### Aim of the task
When you respond, restate each record exactly as it is given.

####################

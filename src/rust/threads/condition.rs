// Copyright (c) Microsoft Corporation.
// Licensed under the MIT license.

//======================================================================================================================
// Imports
//======================================================================================================================

use crate::{
    runtime::{
        interrupt::InterruptGuard,
        scheduler::ThreadId,
        SharedKernel,
        SharedObject,
    },
    threads::{
        lock::SharedLock,
        queue::WaitQueue,
    },
};
use ::std::ops::{
    Deref,
    DerefMut,
};

//======================================================================================================================
// Structures
//======================================================================================================================

/// Condition variable. Threads sleep on it while holding the associated lock, which is given up while they sleep.
/// Sleepers do not donate to anyone.
pub struct Condition {
    kernel: SharedKernel,
    lock: SharedLock,
    queue: WaitQueue,
}

#[derive(Clone)]
pub struct SharedCondition(SharedObject<Condition>);

//======================================================================================================================
// Associate Functions
//======================================================================================================================

impl SharedCondition {
    pub fn new(kernel: SharedKernel, lock: SharedLock) -> Self {
        let queue: WaitQueue = WaitQueue::new(kernel.clone(), false);
        Self(SharedObject::new(Condition { kernel, lock, queue }))
    }

    /// Atomically releases the lock and sleeps until woken, then reacquires the lock. The caller must hold the lock.
    pub async fn sleep(&mut self) {
        if !self.lock.is_held_by_current_thread() {
            panic!("sleep(): lock is not held by the current thread");
        }
        let kernel: SharedKernel = self.kernel.clone();
        let current: ThreadId = kernel.current_thread();
        {
            let _guard: InterruptGuard = kernel.atomic_region();
            self.lock.release();
            self.queue.wait_for_access(current);
            trace!("sleep(): thread={:?}", current);
            kernel.block_current_thread().await;
        }
        let mut lock: SharedLock = self.lock.clone();
        lock.acquire().await;
    }

    /// Wakes one sleeper, if any. The caller must hold the lock.
    pub fn wake(&mut self) {
        if !self.lock.is_held_by_current_thread() {
            panic!("wake(): lock is not held by the current thread");
        }
        let mut kernel: SharedKernel = self.kernel.clone();
        let _guard: InterruptGuard = kernel.atomic_region();
        if let Some(thread) = self.queue.next_thread() {
            trace!("wake(): thread={:?}", thread);
            kernel.mark_ready(thread);
        }
    }

    /// Wakes every sleeper. The caller must hold the lock.
    pub fn wake_all(&mut self) {
        if !self.lock.is_held_by_current_thread() {
            panic!("wake_all(): lock is not held by the current thread");
        }
        let mut kernel: SharedKernel = self.kernel.clone();
        let _guard: InterruptGuard = kernel.atomic_region();
        while let Some(thread) = self.queue.next_thread() {
            trace!("wake_all(): thread={:?}", thread);
            kernel.mark_ready(thread);
        }
    }

    /// Number of sleepers.
    pub fn num_sleepers(&self) -> usize {
        self.queue.len()
    }
}

//======================================================================================================================
// Trait Implementations
//======================================================================================================================

impl Deref for SharedCondition {
    type Target = Condition;

    fn deref(&self) -> &Self::Target {
        self.0.deref()
    }
}

impl DerefMut for SharedCondition {
    fn deref_mut(&mut self) -> &mut Self::Target {
        self.0.deref_mut()
    }
}

//======================================================================================================================
// Unit Tests
//======================================================================================================================
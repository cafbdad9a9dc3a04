// Copyright (c) Microsoft Corporation.
// Licensed under the MIT license.

mod common;

//======================================================================================================================
// Imports
//======================================================================================================================

use ::anyhow::Result;
use ::cosched::{
    ensure_eq,
    Alarm,
    SchedulingPolicy,
    SharedKernel,
};
use common::Trace;

//======================================================================================================================
// Constants
//======================================================================================================================

/// Ticks between two timer interrupts.
const TIMER_INTERVAL: u64 = 500;

//======================================================================================================================
// Tests
//======================================================================================================================

/// A sleeper is released no earlier than its deadline and by the first timer interrupt after it.
#[test]
fn sleeper_wakes_after_deadline() -> Result<()> {
    let mut kernel: SharedKernel = common::kernel(SchedulingPolicy::Priority)?;
    let alarm: Alarm = Alarm::new(kernel.clone());
    let elapsed: Trace<u64> = common::trace();

    let kernel_: SharedKernel = kernel.clone();
    let elapsed_: Trace<u64> = elapsed.clone();
    kernel.spawn("sleeper", async move {
        let start: u64 = kernel_.now();
        alarm.wait_until(500).await;
        elapsed_.borrow_mut().push(kernel_.now() - start);
    });
    kernel.run()?;

    let elapsed: u64 = elapsed.borrow()[0];
    ensure_eq!(elapsed >= 500, true);
    ensure_eq!(elapsed <= 500 + TIMER_INTERVAL, true);
    Ok(())
}

/// Independent sleepers are released in deadline order, while other threads keep running.
#[test]
fn sleepers_wake_in_deadline_order() -> Result<()> {
    let mut kernel: SharedKernel = common::kernel(SchedulingPolicy::Priority)?;
    let alarm: Alarm = Alarm::new(kernel.clone());
    let woken: Trace<(u64, u64)> = common::trace();

    for i in [3u64, 0, 4, 1, 2] {
        let kernel_: SharedKernel = kernel.clone();
        let alarm_: Alarm = alarm.clone();
        let woken_: Trace<(u64, u64)> = woken.clone();
        kernel.spawn("sleeper", async move {
            let deadline: u64 = kernel_.now() + 500 + i * 500;
            alarm_.wait_until(500 + i * 500).await;
            woken_.borrow_mut().push((deadline, kernel_.now()));
        });
    }
    let kernel_: SharedKernel = kernel.clone();
    kernel.spawn("busy", async move {
        for _ in 0..100 {
            kernel_.yield_current_thread().await;
        }
    });
    kernel.run()?;

    let woken: Vec<(u64, u64)> = woken.borrow().clone();
    ensure_eq!(woken.len(), 5);
    for pair in woken.windows(2) {
        ensure_eq!(pair[0].0 <= pair[1].0, true);
    }
    for (deadline, now) in woken {
        ensure_eq!(now >= deadline, true);
    }
    ensure_eq!(alarm.num_sleepers(), 0);
    Ok(())
}

/// A zero wait still lasts until the next timer interrupt.
#[test]
fn zero_wait_blocks_until_next_interrupt() -> Result<()> {
    let mut kernel: SharedKernel = common::kernel(SchedulingPolicy::Priority)?;
    let alarm: Alarm = Alarm::new(kernel.clone());
    let woken: Trace<u64> = common::trace();

    let kernel_: SharedKernel = kernel.clone();
    let woken_: Trace<u64> = woken.clone();
    kernel.spawn("sleeper", async move {
        alarm.wait_until(0).await;
        woken_.borrow_mut().push(kernel_.now());
    });
    kernel.run()?;

    ensure_eq!(*woken.borrow(), vec![TIMER_INTERVAL]);
    Ok(())
}

/// The alarm follows the configured timer interval.
#[test]
fn timer_interval_is_configurable() -> Result<()> {
    let mut kernel: SharedKernel = common::kernel_with(SchedulingPolicy::Lottery, "  timer_interval: 50\n")?;
    let alarm: Alarm = Alarm::new(kernel.clone());
    let woken: Trace<u64> = common::trace();

    let kernel_: SharedKernel = kernel.clone();
    let woken_: Trace<u64> = woken.clone();
    kernel.spawn("sleeper", async move {
        alarm.wait_until(120).await;
        woken_.borrow_mut().push(kernel_.now());
    });
    kernel.run()?;

    ensure_eq!(*woken.borrow(), vec![150]);
    Ok(())
}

####################

### Exercise solution
filename src/rust/threads/condition.rs
// Copyright (c) Microsoft Corporation.
// Licensed under the MIT license.

//======================================================================================================================
// Imports
//======================================================================================================================

use crate::{
    runtime::{
        interrupt::InterruptGuard,
        scheduler::ThreadId,
        SharedKernel,
        SharedObject,
    },
    threads::{
        lock::SharedLock,
        queue::WaitQueue,
    },
};
use ::std::ops::{
    Deref,
    DerefMut,
};

//======================================================================================================================
// Structures
//======================================================================================================================

/// Condition variable. Threads sleep on it while holding the associated lock, which is given up while they sleep.
/// Sleepers do not donate to anyone.
pub struct Condition {
    kernel: SharedKernel,
    lock: SharedLock,
    queue: WaitQueue,
}

#[derive(Clone)]
pub struct SharedCondition(SharedObject<Condition>);

//======================================================================================================================
// Associate Functions
//======================================================================================================================

impl SharedCondition {
    pub fn new(kernel: SharedKernel, lock: SharedLock) -> Self {
        let queue: WaitQueue = WaitQueue::new(kernel.clone(), false);
        Self(SharedObject::new(Condition { kernel, lock, queue }))
    }

    /// Atomically releases the lock and sleeps until woken, then reacquires the lock. The caller must hold the lock.
    pub async fn sleep(&mut self) {
        if !self.lock.is_held_by_current_thread() {
            panic!("sleep(): lock is not held by the current thread");
        }
        let kernel: SharedKernel = self.kernel.clone();
        let current: ThreadId = kernel.current_thread();
        {
            let _guard: InterruptGuard = kernel.atomic_region();
            self.lock.release();
            self.queue.wait_for_access(current);
            trace!("sleep(): thread={:?}", current);
            kernel.block_current_thread().await;
        }
        let mut lock: SharedLock = self.lock.clone();
        lock.acquire().await;
    }

    /// Wakes one sleeper, if any. The caller must hold the lock.
    pub fn wake(&mut self) {
        if !self.lock.is_held_by_current_thread() {
            panic!("wake(): lock is not held by the current thread");
        }
        let mut kernel: SharedKernel = self.kernel.clone();
        let _guard: InterruptGuard = kernel.atomic_region();
        if let Some(thread) = self.queue.next_thread() {
            trace!("wake(): thread={:?}", thread);
            kernel.mark_ready(thread);
        }
    }

    /// Wakes every sleeper. The caller must hold the lock.
    pub fn wake_all(&mut self) {
        if !self.lock.is_held_by_current_thread() {
            panic!("wake_all(): lock is not held by the current thread");
        }
        let mut kernel: SharedKernel = self.kernel.clone();
        let _guard: InterruptGuard = kernel.atomic_region();
        while let Some(thread) = self.queue.next_thread() {
            trace!("wake_all(): thread={:?}", thread);
            kernel.mark_ready(thread);
        }
    }

    /// Number of sleepers.
    pub fn num_sleepers(&self) -> usize {
        self.queue.len()
    }
}

//======================================================================================================================
// Trait Implementations
//======================================================================================================================

impl Deref for SharedCondition {
    type Target = Condition;

    fn deref(&self) -> &Self::Target {
        self.0.deref()
    }
}

impl DerefMut for SharedCondition {
    fn deref_mut(&mut self) -> &mut Self::Target {
        self.0.deref_mut()
    }
}

//======================================================================================================================
// Unit Tests
//======================================================================================================================
repository cafbdad9a9dc3a04
// Copyright (c) Microsoft Corporation.
// Licensed under the MIT license.

mod common;

//======================================================================================================================
// Imports
//======================================================================================================================

use ::anyhow::Result;
use ::cosched::{
    ensure_eq,
    Alarm,
    SchedulingPolicy,
    SharedKernel,
};
use common::Trace;

//======================================================================================================================
// Constants
//======================================================================================================================

/// Ticks between two timer interrupts.
const TIMER_INTERVAL: u64 = 500;

//======================================================================================================================
// Tests
//======================================================================================================================

/// A sleeper is released no earlier than its deadline and by the first timer interrupt after it.
#[test]
fn sleeper_wakes_after_deadline() -> Result<()> {
    let mut kernel: SharedKernel = common::kernel(SchedulingPolicy::Priority)?;
    let alarm: Alarm = Alarm::new(kernel.clone());
    let elapsed: Trace<u64> = common::trace();

    let kernel_: SharedKernel = kernel.clone();
    let elapsed_: Trace<u64> = elapsed.clone();
    kernel.spawn("sleeper", async move {
        let start: u64 = kernel_.now();
        alarm.wait_until(500).await;
        elapsed_.borrow_mut().push(kernel_.now() - start);
    });
    kernel.run()?;

    let elapsed: u64 = elapsed.borrow()[0];
    ensure_eq!(elapsed >= 500, true);
    ensure_eq!(elapsed <= 500 + TIMER_INTERVAL, true);
    Ok(())
}

/// Independent sleepers are released in deadline order, while other threads keep running.
#[test]
fn sleepers_wake_in_deadline_order() -> Result<()> {
    let mut kernel: SharedKernel = common::kernel(SchedulingPolicy::Priority)?;
    let alarm: Alarm = Alarm::new(kernel.clone());
    let woken: Trace<(u64, u64)> = common::trace();

    for i in [3u64, 0, 4, 1, 2] {
        let kernel_: SharedKernel = kernel.clone();
        let alarm_: Alarm = alarm.clone();
        let woken_: Trace<(u64, u64)> = woken.clone();
        kernel.spawn("sleeper", async move {
            let deadline: u64 = kernel_.now() + 500 + i * 500;
            alarm_.wait_until(500 + i * 500).await;
            woken_.borrow_mut().push((deadline, kernel_.now()));
        });
    }
    let kernel_: SharedKernel = kernel.clone();
    kernel.spawn("busy", async move {
        for _ in 0..100 {
            kernel_.yield_current_thread().await;
        }
    });
    kernel.run()?;

    let woken: Vec<(u64, u64)> = woken.borrow().clone();
    ensure_eq!(woken.len(), 5);
    for pair in woken.windows(2) {
        ensure_eq!(pair[0].0 <= pair[1].0, true);
    }
    for (deadline, now) in woken {
        ensure_eq!(now >= deadline, true);
    }
    ensure_eq!(alarm.num_sleepers(), 0);
    Ok(())
}

/// A zero wait still lasts until the next timer interrupt.
#[test]
fn zero_wait_blocks_until_next_interrupt() -> Result<()> {
    let mut kernel: SharedKernel = common::kernel(SchedulingPolicy::Priority)?;
    let alarm: Alarm = Alarm::new(kernel.clone());
    let woken: Trace<u64> = common::trace();

    let kernel_: SharedKernel = kernel.clone();
    let woken_: Trace<u64> = woken.clone();
    kernel.spawn("sleeper", async move {
        alarm.wait_until(0).await;
        woken_.borrow_mut().push(kernel_.now());
    });
    kernel.run()?;

    ensure_eq!(*woken.borrow(), vec![TIMER_INTERVAL]);
    Ok(())
}

/// The alarm follows the configured timer interval.
#[test]
fn timer_interval_is_configurable() -> Result<()> {
    let mut kernel: SharedKernel = common::kernel_with(SchedulingPolicy::Lottery, "  timer_interval: 50\n")?;
    let alarm: Alarm = Alarm::new(kernel.clone());
    let woken: Trace<u64> = common::trace();

    let kernel_: SharedKernel = kernel.clone();
    let woken_: Trace<u64> = woken.clone();
    kernel.spawn("sleeper", async move {
        alarm.wait_until(120).await;
        woken_.borrow_mut().push(kernel_.now());
    });
    kernel.run()?;

    ensure_eq!(*woken.borrow(), vec![150]);
    Ok(())
}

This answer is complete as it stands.